### THE TASK
Filter the material, keeping only lines with the word "super".

-- THE DATA follows --

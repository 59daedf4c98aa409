use serde::{Deserialize, Serialize};
use std::sync::atomic::{AtomicU64, Ordering};

use super::error::{HrpcError, Result};
use super::params::Params;
use crate::transport::codec::PayloadCodec;

pub type RequestId = u64;
pub type ServiceName = String;
pub type MethodName = String;

/// Id 0 is never handed out, so it marks a request that has not been submitted yet.
pub const UNASSIGNED_REQUEST_ID: RequestId = 0;

static REQUEST_ID_COUNTER: AtomicU64 = AtomicU64::new(1);

/// Allocates the next request id for this process.
///
/// Ids increase monotonically for the lifetime of the process, which makes them
/// unique among all in-flight requests on every connection the process opens.
pub fn next_request_id() -> RequestId {
    REQUEST_ID_COUNTER.fetch_add(1, Ordering::Relaxed)
}

/// A call to `service.method` with its encoded arguments.
///
/// `parameter_types` and `parameters` always have the same length; the server
/// resolves the handler by the exact `(method, parameter_types)` pair.
#[derive(Debug, Clone, Serialize, Deserialize, PartialEq, Eq)]
pub struct Request {
    pub id: RequestId,
    pub service: ServiceName,
    pub method: MethodName,
    pub parameter_types: Vec<String>,
    pub parameters: Vec<Vec<u8>>,
}

impl Request {
    pub fn new(service: impl Into<String>, method: impl Into<String>) -> Self {
        Request {
            id: UNASSIGNED_REQUEST_ID,
            service: service.into(),
            method: method.into(),
            parameter_types: Vec::new(),
            parameters: Vec::new(),
        }
    }

    /// Builds a request whose arguments are encoded with `codec`.
    pub fn with_params<P: Params>(
        service: impl Into<String>,
        method: impl Into<String>,
        params: &P,
        codec: &PayloadCodec,
    ) -> Result<Self> {
        Ok(Request::new(service, method).with_parameters(P::type_names(), params.encode(codec)?))
    }

    pub fn with_id(mut self, id: RequestId) -> Self {
        self.id = id;
        self
    }

    pub fn with_parameters(mut self, parameter_types: Vec<String>, parameters: Vec<Vec<u8>>) -> Self {
        self.parameter_types = parameter_types;
        self.parameters = parameters;
        self
    }

    /// Appends one already-encoded argument.
    pub fn push_parameter(mut self, type_name: impl Into<String>, encoded: Vec<u8>) -> Self {
        self.parameter_types.push(type_name.into());
        self.parameters.push(encoded);
        self
    }

    /// `service.method(type, ...)`, used in logs and error messages.
    pub fn signature(&self) -> String {
        format!("{}.{}({})", self.service, self.method, self.parameter_types.join(", "))
    }

    pub fn validate(&self) -> Result<()> {
        if self.parameter_types.len() != self.parameters.len() {
            return Err(HrpcError::InvalidRequest(format!(
                "{} declares {} parameter types but carries {} parameters",
                self.signature(),
                self.parameter_types.len(),
                self.parameters.len()
            )));
        }
        Ok(())
    }
}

-- THE DATA concluded --

### RESPONSE TO THE TASK
use super::error::{HrpcError, Result};
use super::params::Params;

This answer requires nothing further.